TASK PROMPT. From the listing below, pull out every line where the string "SettingsEngine" appears.

EXERCISE DATA.
//! Unit tests for the RPC handler: the JSON-RPC methods dispatched by
//! `handle_method` and `handle_request`.
//!
//! These tests go through the same code path as the `tabspace-rpc` binary,
//! with settings stored in a temporary directory and jitter disabled.

use std::sync::Mutex;

use serde_json::json;
use tempfile::TempDir;

use tabspace::app::App;
use tabspace::managers::tab_store::{NoJitter, TabStoreTrait};
use tabspace::rpc_handler::{handle_method, handle_request};
use tabspace::services::settings_engine::SettingsEngine;

/// Create a fresh App whose settings live in a temp directory.
fn setup() -> (Mutex<App>, TempDir) {
    let tmp = TempDir::new().expect("Failed to create temp dir");
    let app = app_at(&tmp);
    (app, tmp)
}

/// Open an App on the settings file inside `dir`.
fn app_at(dir: &TempDir) -> Mutex<App> {
    let path = dir.path().join("settings.json").to_string_lossy().to_string();
    let mut engine = SettingsEngine::new(Some(path));
    engine.load_or_default();
    Mutex::new(App::with_parts(engine, Box::new(NoJitter)))
}

fn create(app: &Mutex<App>, url: &str) -> String {
    let res = handle_method(app, "tab.create", &json!({"url": url})).unwrap();
    res["id"].as_str().unwrap().to_string()
}

// ─── Ping ───

#[test]
fn test_ping() {
    let (app, _tmp) = setup();
    let res = handle_method(&app, "ping", &json!({})).unwrap();
    assert_eq!(res, json!({"pong": true}));
}

// ─── Unknown method ───

#[test]
fn test_unknown_method_returns_error() {
    let (app, _tmp) = setup();
    let res = handle_method(&app, "nonexistent.method", &json!({}));
    assert!(res.unwrap_err().contains("unknown method"));
}

// ─── Tabs ───

#[test]
fn test_tab_create_and_list() {
    let (app, _tmp) = setup();

    let res = handle_method(&app, "tab.create", &json!({"url": "https://github.com"})).unwrap();
    assert_eq!(res["url"], "https://github.com");
    assert_eq!(res["title"], "github.com");
    assert!(res["createdAt"].as_i64().unwrap() > 0);
    assert_eq!(res["position"], json!({"x": 200.0, "y": 200.0}));

    let blank = handle_method(&app, "tab.create", &json!({})).unwrap();
    assert_eq!(blank["url"], "about:blank");
    assert_eq!(blank["title"], "New Tab");

    let list = handle_method(&app, "tab.list", &json!({})).unwrap();
    assert_eq!(list.as_array().unwrap().len(), 2);

    let active = handle_method(&app, "tab.active", &json!({})).unwrap();
    assert_eq!(active["id"], blank["id"]);
}

#[test]
fn test_tab_switch_and_close() {
    let (app, _tmp) = setup();
    let a = create(&app, "https://a.example");
    let b = create(&app, "https://b.example");

    let res = handle_method(&app, "tab.switch", &json!({"id": a})).unwrap();
    assert_eq!(res, json!({"ok": true, "activeTabId": a}));

    let res = handle_method(&app, "tab.close", &json!({"id": a})).unwrap();
    assert_eq!(res, json!({"ok": true, "activeTabId": b}));

    let res = handle_method(&app, "tab.close", &json!({"id": "missing"})).unwrap();
    assert_eq!(res["ok"], false);

    let res = handle_method(&app, "tab.close", &json!({"id": b})).unwrap();
    assert_eq!(res, json!({"ok": true, "activeTabId": null}));
    assert_eq!(handle_method(&app, "tab.active", &json!({})).unwrap(), json!(null));
}

#[test]
fn test_tab_move_clamps_position() {
    let (app, _tmp) = setup();
    let id = create(&app, "https://a.example");

    let res = handle_method(&app, "tab.move", &json!({"id": id, "x": -500.0, "y": 99999.0})).unwrap();
    assert_eq!(res["ok"], true);
    // Default workspace 1280x800, margins 20, tab 120x120.
    assert_eq!(res["position"], json!({"x": 20.0, "y": 660.0}));

    let res = handle_method(&app, "tab.move", &json!({"id": "missing", "x": 1.0, "y": 1.0})).unwrap();
    assert_eq!(res, json!({"ok": false, "position": null}));

    assert!(handle_method(&app, "tab.move", &json!({"id": id, "x": 1.0})).is_err());
}

#[test]
fn test_tab_navigate_and_update_metadata() {
    let (app, _tmp) = setup();
    let id = create(&app, "about:blank");

    let res = handle_method(&app, "tab.navigate", &json!({"id": id, "url": "https://youtube.com"})).unwrap();
    assert_eq!(res["ok"], true);

    let res = handle_method(
        &app,
        "tab.update_metadata",
        &json!({"id": id, "patch": {"bookmarked": true, "note": "later"}}),
    )
    .unwrap();
    assert_eq!(res["ok"], true);
    handle_method(&app, "tab.update_metadata", &json!({"id": id, "patch": {"note": null}})).unwrap();

    let tab = handle_method(&app, "tab.active", &json!({})).unwrap();
    assert_eq!(tab["url"], "https://youtube.com");
    assert_eq!(tab["title"], "youtube.com");
    assert_eq!(tab["metadata"], json!({"bookmarked": true}));

    assert!(handle_method(&app, "tab.update_metadata", &json!({"id": id})).is_err());
}

// ─── Workspace & view ───

#[test]
fn test_workspace_resize_validates_size() {
    let (app, _tmp) = setup();
    let res = handle_method(&app, "workspace.resize", &json!({"width": 800.0, "height": 600.0})).unwrap();
    assert_eq!(res["size"], json!({"width": 800.0, "height": 600.0}));

    let err = handle_method(&app, "workspace.resize", &json!({"width": 0.0, "height": 600.0})).unwrap_err();
    assert!(err.contains("invalid size"));
}

#[test]
fn test_view_set_and_project() {
    let (app, _tmp) = setup();
    create(&app, "https://github.com");
    create(&app, "https://youtube.com");
    create(&app, "https://gitlab.com");

    let view = handle_method(&app, "view.set", &json!({"searchTerm": "git", "viewMode": "groups"})).unwrap();
    assert_eq!(view["searchTerm"], "git");

    let projected = handle_method(&app, "view.project", &json!({})).unwrap();
    assert_eq!(projected["visibleTabs"].as_array().unwrap().len(), 2);
    assert_eq!(projected["totalTabs"], 3);
    assert_eq!(projected["viewMode"], "groups");
    assert_eq!(projected["groups"][0]["category"], "work");

    assert!(handle_method(&app, "view.set", &json!({"filterBy": "starred"})).is_err());
}

#[test]
fn test_view_project_recent_filter_uses_supplied_now() {
    let (app, _tmp) = setup();
    create(&app, "https://github.com");
    handle_method(&app, "view.set", &json!({"filterBy": "recent"})).unwrap();

    let far_future = 4_000_000_000i64;
    let projected = handle_method(&app, "view.project", &json!({"now": far_future})).unwrap();
    assert!(projected["visibleTabs"].as_array().unwrap().is_empty());
}

#[test]
fn test_layout_apply() {
    let (app, _tmp) = setup();
    for _ in 0..4 {
        create(&app, "https://example.org");
    }
    let tabs = handle_method(&app, "layout.apply", &json!({"strategy": "grid"})).unwrap();
    let tabs = tabs.as_array().unwrap();
    assert_eq!(tabs[0]["position"], json!({"x": 100.0, "y": 100.0}));
    assert_eq!(tabs[2]["position"]["y"], 280.0);

    let err = handle_method(&app, "layout.apply", &json!({"strategy": "hexagon"})).unwrap_err();
    assert!(err.contains("unknown layout"));
}

// ─── Shortcuts ───

#[test]
fn test_shortcut_dispatch() {
    let (app, _tmp) = setup();
    let res = handle_method(&app, "shortcut.dispatch", &json!({"keys": "Ctrl+T"})).unwrap();
    assert_eq!(res, json!({"command": {"command": "new_tab"}, "applied": true}));

    let res = handle_method(&app, "shortcut.dispatch", &json!({"keys": "Ctrl+Shift+G"})).unwrap();
    assert_eq!(res["command"], json!({"command": "apply_layout", "arg": "grid"}));

    let res = handle_method(&app, "shortcut.dispatch", &json!({"keys": "Ctrl+Q"})).unwrap();
    assert_eq!(res, json!({"command": null, "applied": false}));
}

#[test]
fn test_shortcut_register_persists_override() {
    let (app, tmp) = setup();
    let res = handle_method(&app, "shortcut.register", &json!({"action": "new_tab", "keys": "Alt+N"})).unwrap();
    assert_eq!(res["keys"], "Alt+N");

    let list = handle_method(&app, "shortcut.list", &json!({})).unwrap();
    assert_eq!(list["new_tab"], "Alt+N");

    let raw = std::fs::read_to_string(tmp.path().join("settings.json")).unwrap();
    assert!(raw.contains("Alt+N"));

    let err = handle_method(&app, "shortcut.register", &json!({"action": "new_tab", "keys": "Ctrl+W"})).unwrap_err();
    assert!(err.contains("conflict"));
}

#[test]
fn test_shortcut_register_can_take_a_chord_freed_by_another_override() {
    let (app, tmp) = setup();
    let res = handle_method(&app, "shortcut.register", &json!({"action": "new_tab", "keys": "Alt+N"})).unwrap();
    assert_eq!(res["ok"], true);
    let res = handle_method(&app, "shortcut.register", &json!({"action": "close_tab", "keys": "Ctrl+T"})).unwrap();
    assert_eq!(res["ok"], true);

    for app in [app, app_at(&tmp)] {
        let list = handle_method(&app, "shortcut.list", &json!({})).unwrap();
        assert_eq!(list["new_tab"], "Alt+N");
        assert_ne!(list["close_tab"], json!(null));

        let res = handle_method(&app, "shortcut.dispatch", &json!({"keys": "Ctrl+T"})).unwrap();
        assert_eq!(res["command"], json!({"command": "close_tab"}));
        let res = handle_method(&app, "shortcut.dispatch", &json!({"keys": "Ctrl+W"})).unwrap();
        assert_eq!(res["command"], json!(null));
    }
}

#[test]
fn test_resize_survives_settings_set() {
    let (app, _tmp) = setup();
    let id = create(&app, "https://a.example");
    handle_method(&app, "workspace.resize", &json!({"width": 600.0, "height": 400.0})).unwrap();
    handle_method(&app, "settings.set", &json!({"key": "accessibility.high_contrast", "value": true})).unwrap();

    let res = handle_method(&app, "tab.move", &json!({"id": id, "x": 5000.0, "y": 5000.0})).unwrap();
    assert_eq!(res["position"], json!({"x": 460.0, "y": 260.0}));
}

// ─── Address bar ───

#[test]
fn test_address_resolve_and_submit() {
    let (app, _tmp) = setup();
    let res = handle_method(&app, "address.resolve", &json!({"input": "rust.org"})).unwrap();
    assert_eq!(res, json!({"kind": "navigate", "url": "https://rust.org"}));

    let res = handle_method(&app, "address.resolve", &json!({"input": "hello world"})).unwrap();
    assert_eq!(res["kind"], "search");

    handle_method(&app, "address.submit", &json!({"input": "rust.org"})).unwrap();
    let tab = handle_method(&app, "tab.active", &json!({})).unwrap();
    assert_eq!(tab["url"], "https://rust.org");
}

// ─── Settings & context ───

#[test]
fn test_settings_get_and_set() {
    let (app, _tmp) = setup();
    let res = handle_method(&app, "settings.set", &json!({"key": "accessibility.high_contrast", "value": true})).unwrap();
    assert_eq!(res, json!({"ok": true}));

    let settings = handle_method(&app, "settings.get", &json!({})).unwrap();
    assert_eq!(settings["accessibility"]["high_contrast"], true);

    let context = handle_method(&app, "context.get", &json!({})).unwrap();
    assert_eq!(context["accessibility"]["high_contrast"], true);

    assert!(handle_method(&app, "settings.set", &json!({"key": "bogus.key", "value": 1})).is_err());
    assert!(handle_method(&app, "settings.set", &json!({"key": "general.homepage"})).is_err());
}

// ─── Backend methods without a client ───

#[tokio::test]
async fn test_tab_open_without_backend_creates_locally() {
    let (app, _tmp) = setup();
    let res = handle_request(&app, None, "tab.open", &json!({"url": "https://github.com"}))
        .await
        .unwrap();
    assert_eq!(res["url"], "https://github.com");
    assert_eq!(app.lock().unwrap().tab_store.tab_count(), 1);
}

#[tokio::test]
async fn test_ai_methods_require_backend() {
    let (app, _tmp) = setup();
    let err = handle_request(&app, None, "ai.analyze_tabs", &json!({})).await.unwrap_err();
    assert_eq!(err, "no backend configured");

    let res = handle_request(&app, None, "ping", &json!({})).await.unwrap();
    assert_eq!(res, json!({"pong": true}));
}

TASK SOLUTION.
use tabspace::services::settings_engine::SettingsEngine;
    let mut engine = SettingsEngine::new(Some(path));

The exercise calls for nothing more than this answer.